As I mentioned above, the reasons for this spreading wave of mistrust of what was once regarded as the greatest weapon against childhood disease, are complex. But a single, now thoroughly discredited paper published over 10 years ago, purporting to show a linkage between the MMR vaccine and autism, is responsible for at least this current, modern wave of anti-vaccinationism. So much has been written about this paper and the damaging fallout resulting from its publication, that I wont rehash it here [3]. But the subsequent media frenzy, and numerous tangential theories, equally unsupported by science, has kept the frenzy alive [4][5].

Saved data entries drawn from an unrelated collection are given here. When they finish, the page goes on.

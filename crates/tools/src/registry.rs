//! Tool registry and the per-session denial layer.

use std::collections::{HashMap, HashSet};
use std::sync::Arc;

use serde_json::Value;

use sb_domain::config::ToolsConfig;
use sb_domain::tool::ToolDefinition;

use crate::{definition_of, Tool};

// ━━━━━━━━━━━━━━━━━━━━━━━━━━━━━━━━━━━━━━━━━━━━━━━━━━━━━━━━━━━━━━━━━━
// Denial policy
// ━━━━━━━━━━━━━━━━━━━━━━━━━━━━━━━━━━━━━━━━━━━━━━━━━━━━━━━━━━━━━━━━━━

struct CompiledPattern {
    tool: String,
    param: String,
    regex: regex::Regex,
    source: String,
}

/// Filters tool calls by exact name or parameter-value pattern.
/// Denied calls produce a synthetic error result and never execute.
#[derive(Default)]
pub struct DenialPolicy {
    denied_tools: HashSet<String>,
    patterns: Vec<CompiledPattern>,
}

impl DenialPolicy {
    pub fn from_config(config: &ToolsConfig) -> Self {
        let mut policy = Self {
            denied_tools: config.denied_tools.iter().cloned().collect(),
            patterns: Vec::new(),
        };
        for pattern in &config.denied_patterns {
            match regex::Regex::new(&pattern.pattern) {
                Ok(regex) => policy.patterns.push(CompiledPattern {
                    tool: pattern.tool.clone(),
                    param: pattern.param.clone(),
                    regex,
                    source: pattern.pattern.clone(),
                }),
                Err(e) => {
                    // Config validation flags this at startup; a bad
                    // pattern at runtime is skipped, not silently allowed.
                    tracing::error!(
                        pattern = %pattern.pattern,
                        error = %e,
                        "invalid denial pattern ignored"
                    );
                }
            }
        }
        policy
    }

    /// Extend with per-session denials on top of the global config.
    pub fn deny_tools(&mut self, names: &[String]) {
        self.denied_tools.extend(names.iter().cloned());
    }

    /// Returns the denial reason if the call must not run.
    pub fn check(&self, tool_name: &str, args: &Value) -> Option<String> {
        if self.denied_tools.contains(tool_name) {
            return Some(format!("tool '{tool_name}' is denied by policy"));
        }
        for pattern in &self.patterns {
            if pattern.tool != tool_name {
                continue;
            }
            let Some(value) = args.get(&pattern.param).and_then(Value::as_str) else {
                continue;
            };
            if pattern.regex.is_match(value) {
                return Some(format!(
                    "call to '{tool_name}' denied: parameter '{}' matches blocked pattern '{}'",
                    pattern.param, pattern.source
                ));
            }
        }
        None
    }
}

// ━━━━━━━━━━━━━━━━━━━━━━━━━━━━━━━━━━━━━━━━━━━━━━━━━━━━━━━━━━━━━━━━━━
// Registry
// ━━━━━━━━━━━━━━━━━━━━━━━━━━━━━━━━━━━━━━━━━━━━━━━━━━━━━━━━━━━━━━━━━━

#[derive(Default)]
pub struct ToolRegistry {
    tools: HashMap<String, Arc<dyn Tool>>,
    order: Vec<String>,
}

impl ToolRegistry {
    pub fn new() -> Self {
        Self::default()
    }

    pub fn register(&mut self, tool: Arc<dyn Tool>) {
        let name = tool.name().to_owned();
        if !self.tools.contains_key(&name) {
            self.order.push(name.clone());
        }
        self.tools.insert(name, tool);
    }

    pub fn get(&self, name: &str) -> Option<Arc<dyn Tool>> {
        self.tools.get(name).cloned()
    }

    pub fn names(&self) -> Vec<String> {
        self.order.clone()
    }

    /// Definitions for the provider request, in registration order,
    /// minus denied names.
    pub fn definitions(&self, policy: &DenialPolicy) -> Vec<ToolDefinition> {
        self.order
            .iter()
            .filter(|name| policy.check(name, &Value::Null).is_none())
            .filter_map(|name| self.tools.get(name))
            .map(|tool| definition_of(tool.as_ref()))
            .collect()
    }
}
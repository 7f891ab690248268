use serde::{Deserialize, Serialize};
use std::pin::Pin;

use crate::tokens::RawTokenCounts;

/// A boxed async stream, used for LLM streaming responses.
pub type BoxStream<'a, T> = Pin<Box<dyn futures_core::Stream<Item = T> + Send + 'a>>;

/// Why the model stopped generating, normalized across providers.
#[derive(Debug, Clone, Copy, PartialEq, Eq, Serialize, Deserialize)]
#[serde(rename_all = "snake_case")]
pub enum StopReason {
    EndTurn,
    ToolUse,
    MaxTokens,
    StopSequence,
}

impl StopReason {
    pub fn as_str(self) -> &'static str {
        match self {
            Self::EndTurn => "end_turn",
            Self::ToolUse => "tool_use",
            Self::MaxTokens => "max_tokens",
            Self::StopSequence => "stop_sequence",
        }
    }
}

/// Events emitted during LLM streaming (provider-agnostic).
///
/// Every adapter translates its native wire dialect into this sequence.
/// Consumers drive the stream with an explicit loop, checking cancellation
/// between items.
#[derive(Debug, Clone, Serialize)]
#[serde(tag = "type")]
pub enum StreamEvent {
    /// The stream opened; the provider accepted the request.
    #[serde(rename = "start")]
    Start,

    /// A text content block began.
    #[serde(rename = "text_start")]
    TextStart,

    /// A text token chunk.
    #[serde(rename = "text_delta")]
    TextDelta { text: String },

    /// A reasoning/thinking token chunk.
    #[serde(rename = "thinking_delta")]
    ThinkingDelta { text: String },

    /// A tool call has started streaming.
    #[serde(rename = "tool_call_start")]
    ToolCallStart { call_id: String, tool_name: String },

    /// Incremental tool call argument JSON.
    #[serde(rename = "tool_call_delta")]
    ToolCallDelta { call_id: String, delta: String },

    /// A text content block finished.
    #[serde(rename = "text_end")]
    TextEnd,

    /// Stream finished.
    #[serde(rename = "done")]
    Done {
        stop_reason: StopReason,
        /// Raw usage as reported; `None` when the provider omitted it
        /// (the normalizer turns that into a turn failure).
        usage: Option<RawTokenCounts>,
    },

    /// An error occurred mid-stream.
    #[serde(rename = "error")]
    Error { message: String },
}

#[cfg(test)]
mod tests {
    use super::*;

    #[test]
    fn stop_reason_strings() {
        assert_eq!(StopReason::EndTurn.as_str(), "end_turn");
        assert_eq!(StopReason::ToolUse.as_str(), "tool_use");
        assert_eq!(StopReason::MaxTokens.as_str(), "max_tokens");
        assert_eq!(StopReason::StopSequence.as_str(), "stop_sequence");
    }

    #[test]
    fn stop_reason_serde_is_snake_case() {
        let json = serde_json::to_value(StopReason::ToolUse).unwrap();
        assert_eq!(json, serde_json::Value::String("tool_use".into()));
    }

    #[test]
    fn stream_event_tagging() {
        let ev = StreamEvent::TextDelta {
            text: "hi".into(),
        };
        let json = serde_json::to_value(&ev).unwrap();
        assert_eq!(json["type"], "text_delta");
        assert_eq!(json["text"], "hi");
    }
}
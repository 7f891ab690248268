//! RPC method handlers, one module per namespace.

mod agent;
mod context;
mod events;
mod filesystem;
mod git;
mod memory;
mod message;
mod search;
mod session;
mod skill;
mod stubs;
mod system;
mod todo;
mod tree;
mod worktree;

use crate::rpc::MethodRegistry;

/// Register every namespace (the closed protocol set).
pub fn register_all(registry: &mut MethodRegistry) {
    session::register(registry);
    agent::register(registry);
    events::register(registry);
    context::register(registry);
    tree::register(registry);
    search::register(registry);
    skill::register(registry);
    worktree::register(registry);
    memory::register(registry);
    message::register(registry);
    todo::register(registry);
    filesystem::register(registry);
    git::register(registry);
    system::register(registry);
    stubs::register(registry);
}
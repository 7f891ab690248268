//! Compact tree views over the event DAG for client visualization.

use serde::Serialize;

use crate::error::{StoreError, StoreResult};
use crate::store::EventStore;

/// A compact node in the visualization tree.
#[derive(Debug, Clone, Serialize)]
#[serde(rename_all = "camelCase")]
pub struct TreeNode {
    pub id: String,
    pub parent_id: Option<String>,
    pub session_id: String,
    #[serde(rename = "type")]
    pub event_type: String,
    pub timestamp: String,
    /// 100-char summary of the payload.
    pub summary: String,
    pub has_children: bool,
    pub child_count: usize,
    pub depth: u32,
    pub is_branch_point: bool,
    pub is_head: bool,
}

/// Direction to walk from the anchor event.
#[derive(Debug, Clone, Copy, PartialEq, Eq)]
pub enum SubtreeDirection {
    Descendants,
    Ancestors,
    Both,
}

/// A branch (fork) departing from a session's chain.
#[derive(Debug, Clone, Serialize)]
#[serde(rename_all = "camelCase")]
pub struct BranchInfo {
    pub branch_point_event_id: String,
    pub child_session_id: String,
    pub root_event_id: String,
}

impl EventStore {
    /// Walk the DAG around `event_id` producing compact nodes.
    pub fn get_subtree(
        &self,
        event_id: &str,
        max_depth: u32,
        direction: SubtreeDirection,
    ) -> StoreResult<Vec<TreeNode>> {
        let anchor = self
            .get_event(event_id)?
            .ok_or_else(|| StoreError::NotFound(format!("event {event_id}")))?;

        let mut nodes = Vec::new();
        nodes.push(self.tree_node(&anchor, 0)?);

        if matches!(direction, SubtreeDirection::Ancestors | SubtreeDirection::Both) {
            let mut depth = 0u32;
            let mut cursor = anchor.parent_id.clone();
            while let Some(id) = cursor {
                depth += 1;
                if depth > max_depth {
                    break;
                }
                let event = self
                    .get_event(&id)?
                    .ok_or_else(|| StoreError::NotFound(format!("event {id}")))?;
                cursor = event.parent_id.clone();
                nodes.push(self.tree_node(&event, depth)?);
            }
        }

        if matches!(direction, SubtreeDirection::Descendants | SubtreeDirection::Both) {
            // Breadth-first over children.
            let mut frontier = vec![(anchor.id.clone(), 0u32)];
            while let Some((id, depth)) = frontier.pop() {
                if depth >= max_depth {
                    continue;
                }
                for child in self.get_children(&id)? {
                    nodes.push(self.tree_node(&child, depth + 1)?);
                    frontier.push((child.id.clone(), depth + 1));
                }
            }
        }

        Ok(nodes)
    }

    /// All forks departing from a session's chain.
    pub fn get_branches(&self, session_id: &str) -> StoreResult<Vec<BranchInfo>> {
        self.get_session(session_id)?
            .ok_or_else(|| StoreError::NotFound(format!("session {session_id}")))?;

        self.with_conn(|conn| {
            let mut stmt = conn.prepare(
                "SELECT e.parent_id, e.session_id, e.id
                 FROM events e
                 JOIN events p ON p.id = e.parent_id
                 WHERE p.session_id = ?1 AND e.session_id != ?1
                 ORDER BY e.id ASC",
            )?;
            let rows = stmt.query_map(rusqlite::params![session_id], |row| {
                Ok(BranchInfo {
                    branch_point_event_id: row.get(0)?,
                    child_session_id: row.get(1)?,
                    root_event_id: row.get(2)?,
                })
            })?;
            rows.collect::<Result<Vec<_>, _>>().map_err(StoreError::from)
        })
    }

    fn tree_node(&self, event: &crate::event::Event, depth: u32) -> StoreResult<TreeNode> {
        let children = self.get_children(&event.id)?;
        let head = self
            .get_session(&event.session_id)?
            .and_then(|s| s.head_event_id);
        Ok(TreeNode {
            id: event.id.clone(),
            parent_id: event.parent_id.clone(),
            session_id: event.session_id.clone(),
            event_type: event.event_type().as_str().to_owned(),
            timestamp: event.timestamp.to_rfc3339(),
            summary: event.payload.summary(),
            has_children: !children.is_empty(),
            child_count: children.len(),
            depth,
            is_branch_point: children.len() > 1,
            is_head: head.as_deref() == Some(event.id.as_str()),
        })
    }
}

#[cfg(test)]
mod tests {
    use super::*;
    use crate::payload::{EventPayload, MessageUserPayload};
    use sb_domain::message::ContentBlock;

    fn user_msg(text: &str) -> EventPayload {
        EventPayload::MessageUser(MessageUserPayload {
            content: vec![ContentBlock::Text { text: text.into() }],
        })
    }

    #[test]
    fn subtree_ancestors_bounded_by_depth() {
        let store = EventStore::open_in_memory().unwrap();
        let (session, _) = store
            .create_session("/tmp/t", "/tmp/t", "m", None)
            .unwrap();
        store.append(&session.id, user_msg("one")).unwrap();
        let head = store.append(&session.id, user_msg("two")).unwrap();

        let nodes = store
            .get_subtree(&head.id, 1, SubtreeDirection::Ancestors)
            .unwrap();
        // anchor + one ancestor.
        assert_eq!(nodes.len(), 2);
        assert!(nodes[0].is_head);
        assert_eq!(nodes[1].depth, 1);
    }

    #[test]
    fn branch_point_flags() {
        let store = EventStore::open_in_memory().unwrap();
        let (session, _) = store
            .create_session("/tmp/t", "/tmp/t", "m", None)
            .unwrap();
        let at = store.append(&session.id, user_msg("fork here")).unwrap();
        store.append(&session.id, user_msg("later")).unwrap();
        let (child, _) = store.fork(&session.id, Some(&at.id), None, None).unwrap();

        let nodes = store
            .get_subtree(&at.id, 1, SubtreeDirection::Both)
            .unwrap();
        let anchor = &nodes[0];
        assert!(anchor.is_branch_point);
        assert_eq!(anchor.child_count, 2);

        let branches = store.get_branches(&session.id).unwrap();
        assert_eq!(branches.len(), 1);
        assert_eq!(branches[0].child_session_id, child.id);
        assert_eq!(branches[0].branch_point_event_id, at.id);
    }
}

My pediatric practice is situated at the nexus of three Manhattan neighborhoods (the West Village, Chelsea, and the Meat Packing District) that seem to comprise just the right balance of wealth, edginess, and socio-cultural awareness that lends itself to this new mistrust of vaccines. But these neighborhoods are not unique. According to sources at the NYC DOH, the Upper West Side of Manhattan and Park Slope in Brooklyn are also hot-spots of parental vaccine resistance. What stands out about these neighborhoods, and others like them, is that they contain a high percentage of middle to upper middle class families that tend to be young, well educated, and liberal in their political and social views. Because I live in one of these areas, work in another, and fit this description pretty squarely, I can identify with the underlying tendencies at work behind the concerns of these parents. A healthy questioning of authority (doctors), an underlying mistrust in the competence of the government (the CDC), overt mistrust and a general level of cynicism of big business (the pharmaceutical industry), and a sense of empowerment that comes with one’s social status, all contribute to this tendency to mistrust vaccines and those who recommend them. The difference between these concerned parents and myself (also a parent), is an understanding of the scientific method and the role it plays in this issue. One term that I have purposefully left out as a key element in this new epidemic is “skepticism.” While many of these parents believe they are being skeptical of vaccines, their manufacturers and the agencies that recommend them, this couldn’t be further from the truth. What they are being is misled and taken advantage of. They would actually be better characterized as anti-skeptics. To quote Brian Dunning of Skeptoid.com,
The true meaning of the word skepticism has nothing to do with doubt, disbelief, or negativity. Skepticism is the process of applying reason and critical thinking to determine validity. It’s the process of finding a supported conclusion, not the justification of a preconceived conclusion.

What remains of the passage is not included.